## Your instructions
In the records below, begin at the line that has "a probe input" and stop after the line that has "let overall_status = repeater_check.status;"; quote those lines verbatim and nothing more.

------------------------

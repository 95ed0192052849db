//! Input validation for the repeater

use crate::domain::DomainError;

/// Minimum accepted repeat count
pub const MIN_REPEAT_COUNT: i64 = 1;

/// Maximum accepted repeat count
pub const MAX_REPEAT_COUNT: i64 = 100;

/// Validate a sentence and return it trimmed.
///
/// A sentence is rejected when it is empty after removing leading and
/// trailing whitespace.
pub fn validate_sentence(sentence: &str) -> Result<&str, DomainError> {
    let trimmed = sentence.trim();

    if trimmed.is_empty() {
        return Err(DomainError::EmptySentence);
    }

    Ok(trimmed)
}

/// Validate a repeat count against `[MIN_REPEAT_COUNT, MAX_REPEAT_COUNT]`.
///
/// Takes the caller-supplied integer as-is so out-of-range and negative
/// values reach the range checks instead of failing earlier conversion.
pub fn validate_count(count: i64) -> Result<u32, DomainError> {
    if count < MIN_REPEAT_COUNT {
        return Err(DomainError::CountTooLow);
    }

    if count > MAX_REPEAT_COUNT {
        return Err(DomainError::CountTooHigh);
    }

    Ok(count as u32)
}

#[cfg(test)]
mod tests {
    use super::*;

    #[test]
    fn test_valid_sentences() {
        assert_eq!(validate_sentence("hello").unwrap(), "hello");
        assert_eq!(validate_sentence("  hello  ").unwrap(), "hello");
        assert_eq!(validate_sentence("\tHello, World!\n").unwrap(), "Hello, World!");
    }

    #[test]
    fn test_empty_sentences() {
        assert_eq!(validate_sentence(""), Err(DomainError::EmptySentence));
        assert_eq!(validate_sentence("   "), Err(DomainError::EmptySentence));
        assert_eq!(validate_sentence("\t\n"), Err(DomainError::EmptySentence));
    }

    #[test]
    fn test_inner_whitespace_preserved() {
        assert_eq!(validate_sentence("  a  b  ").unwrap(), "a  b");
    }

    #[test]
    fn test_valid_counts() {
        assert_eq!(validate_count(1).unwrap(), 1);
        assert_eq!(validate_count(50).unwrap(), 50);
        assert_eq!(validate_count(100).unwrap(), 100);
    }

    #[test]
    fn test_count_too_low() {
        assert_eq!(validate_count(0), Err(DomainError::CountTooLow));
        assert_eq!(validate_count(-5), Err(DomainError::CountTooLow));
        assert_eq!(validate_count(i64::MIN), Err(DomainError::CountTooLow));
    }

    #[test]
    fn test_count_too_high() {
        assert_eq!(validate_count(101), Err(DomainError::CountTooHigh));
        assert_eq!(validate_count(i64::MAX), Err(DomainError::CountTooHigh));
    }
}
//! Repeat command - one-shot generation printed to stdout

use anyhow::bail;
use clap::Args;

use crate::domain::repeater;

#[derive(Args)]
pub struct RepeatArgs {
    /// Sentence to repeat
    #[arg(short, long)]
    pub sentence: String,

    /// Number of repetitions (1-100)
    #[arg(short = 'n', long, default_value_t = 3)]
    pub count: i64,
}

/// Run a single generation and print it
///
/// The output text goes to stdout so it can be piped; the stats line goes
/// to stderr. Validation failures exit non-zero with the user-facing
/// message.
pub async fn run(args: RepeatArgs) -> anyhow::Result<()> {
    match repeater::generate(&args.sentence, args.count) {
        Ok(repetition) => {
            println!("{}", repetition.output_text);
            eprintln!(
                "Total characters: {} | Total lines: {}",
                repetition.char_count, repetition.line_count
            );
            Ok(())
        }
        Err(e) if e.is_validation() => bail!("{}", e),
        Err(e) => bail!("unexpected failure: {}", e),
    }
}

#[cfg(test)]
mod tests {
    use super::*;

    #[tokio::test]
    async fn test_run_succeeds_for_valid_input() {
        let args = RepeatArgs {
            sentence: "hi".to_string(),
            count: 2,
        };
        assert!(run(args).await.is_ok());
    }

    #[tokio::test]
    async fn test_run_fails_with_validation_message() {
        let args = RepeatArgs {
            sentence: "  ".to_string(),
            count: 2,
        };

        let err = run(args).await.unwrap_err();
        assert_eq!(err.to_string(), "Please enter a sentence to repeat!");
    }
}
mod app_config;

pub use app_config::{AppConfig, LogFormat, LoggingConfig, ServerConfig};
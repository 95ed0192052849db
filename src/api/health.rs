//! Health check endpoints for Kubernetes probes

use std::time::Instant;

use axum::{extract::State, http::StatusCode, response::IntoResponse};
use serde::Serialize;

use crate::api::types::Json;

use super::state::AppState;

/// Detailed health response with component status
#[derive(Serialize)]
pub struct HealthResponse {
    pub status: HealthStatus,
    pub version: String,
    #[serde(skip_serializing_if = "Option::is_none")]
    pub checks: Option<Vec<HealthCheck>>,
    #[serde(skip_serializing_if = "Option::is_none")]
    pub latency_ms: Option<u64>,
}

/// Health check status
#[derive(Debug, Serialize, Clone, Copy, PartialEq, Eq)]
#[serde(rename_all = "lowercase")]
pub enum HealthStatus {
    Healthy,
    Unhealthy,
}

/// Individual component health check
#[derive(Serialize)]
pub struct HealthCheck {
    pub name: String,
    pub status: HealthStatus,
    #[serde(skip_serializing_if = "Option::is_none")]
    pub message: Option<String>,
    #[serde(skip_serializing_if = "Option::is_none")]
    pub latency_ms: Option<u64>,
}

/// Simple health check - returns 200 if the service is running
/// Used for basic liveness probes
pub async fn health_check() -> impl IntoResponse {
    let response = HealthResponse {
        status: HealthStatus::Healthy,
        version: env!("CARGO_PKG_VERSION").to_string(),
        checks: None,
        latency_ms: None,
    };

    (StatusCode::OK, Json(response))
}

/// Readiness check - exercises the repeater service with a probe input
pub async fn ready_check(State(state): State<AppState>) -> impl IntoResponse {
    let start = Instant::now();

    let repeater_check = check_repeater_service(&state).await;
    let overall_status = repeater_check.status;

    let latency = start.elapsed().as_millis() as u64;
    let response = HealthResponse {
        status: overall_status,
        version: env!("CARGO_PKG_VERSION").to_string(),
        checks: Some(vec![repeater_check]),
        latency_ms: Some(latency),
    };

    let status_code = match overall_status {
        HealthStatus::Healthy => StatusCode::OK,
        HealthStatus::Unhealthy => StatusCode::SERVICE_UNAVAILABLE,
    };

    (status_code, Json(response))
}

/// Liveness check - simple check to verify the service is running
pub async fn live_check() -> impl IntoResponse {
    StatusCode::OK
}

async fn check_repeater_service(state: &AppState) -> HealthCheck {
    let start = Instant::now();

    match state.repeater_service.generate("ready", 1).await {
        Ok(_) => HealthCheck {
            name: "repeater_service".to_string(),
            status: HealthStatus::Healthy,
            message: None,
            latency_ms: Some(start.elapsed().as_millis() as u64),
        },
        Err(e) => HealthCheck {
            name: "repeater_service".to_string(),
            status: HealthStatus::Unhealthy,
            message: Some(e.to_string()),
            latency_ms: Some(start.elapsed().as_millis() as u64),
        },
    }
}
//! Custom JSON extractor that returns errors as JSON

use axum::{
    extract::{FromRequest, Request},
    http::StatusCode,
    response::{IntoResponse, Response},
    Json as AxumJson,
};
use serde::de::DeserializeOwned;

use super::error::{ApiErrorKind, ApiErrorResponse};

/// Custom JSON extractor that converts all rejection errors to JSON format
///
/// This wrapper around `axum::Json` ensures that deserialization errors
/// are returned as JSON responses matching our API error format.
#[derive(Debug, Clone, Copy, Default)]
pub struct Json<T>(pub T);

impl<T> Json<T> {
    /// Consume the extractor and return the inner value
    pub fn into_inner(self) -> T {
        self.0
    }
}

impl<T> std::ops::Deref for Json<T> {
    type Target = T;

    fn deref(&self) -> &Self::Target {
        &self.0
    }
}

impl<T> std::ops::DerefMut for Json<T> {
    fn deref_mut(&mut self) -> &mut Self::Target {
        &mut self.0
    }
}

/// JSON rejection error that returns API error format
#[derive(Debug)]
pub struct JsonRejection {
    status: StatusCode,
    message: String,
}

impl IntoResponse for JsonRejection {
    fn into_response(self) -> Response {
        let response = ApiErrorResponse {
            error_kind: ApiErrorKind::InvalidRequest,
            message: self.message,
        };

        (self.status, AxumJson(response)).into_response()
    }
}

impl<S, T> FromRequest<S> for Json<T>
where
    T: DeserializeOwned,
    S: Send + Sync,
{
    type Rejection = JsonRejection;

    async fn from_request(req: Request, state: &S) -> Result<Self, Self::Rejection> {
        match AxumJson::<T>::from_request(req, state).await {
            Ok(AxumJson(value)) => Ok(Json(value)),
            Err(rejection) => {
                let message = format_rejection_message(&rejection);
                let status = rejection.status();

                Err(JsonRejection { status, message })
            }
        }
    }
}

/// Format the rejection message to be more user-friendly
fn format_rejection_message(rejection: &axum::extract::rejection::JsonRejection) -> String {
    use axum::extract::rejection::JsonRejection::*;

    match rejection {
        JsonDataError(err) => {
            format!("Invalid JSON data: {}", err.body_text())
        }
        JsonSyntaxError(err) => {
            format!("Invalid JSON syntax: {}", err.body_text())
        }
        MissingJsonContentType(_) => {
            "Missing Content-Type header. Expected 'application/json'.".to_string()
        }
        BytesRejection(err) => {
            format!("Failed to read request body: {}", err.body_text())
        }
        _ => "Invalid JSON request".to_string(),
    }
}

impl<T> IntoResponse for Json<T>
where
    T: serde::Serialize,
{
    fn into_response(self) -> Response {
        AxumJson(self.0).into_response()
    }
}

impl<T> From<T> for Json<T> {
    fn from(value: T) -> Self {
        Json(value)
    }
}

------------------------

## Answer box
/// Readiness check - exercises the repeater service with a probe input
pub async fn ready_check(State(state): State<AppState>) -> impl IntoResponse {
    let start = Instant::now();

    let repeater_check = check_repeater_service(&state).await;
    let overall_status = repeater_check.status;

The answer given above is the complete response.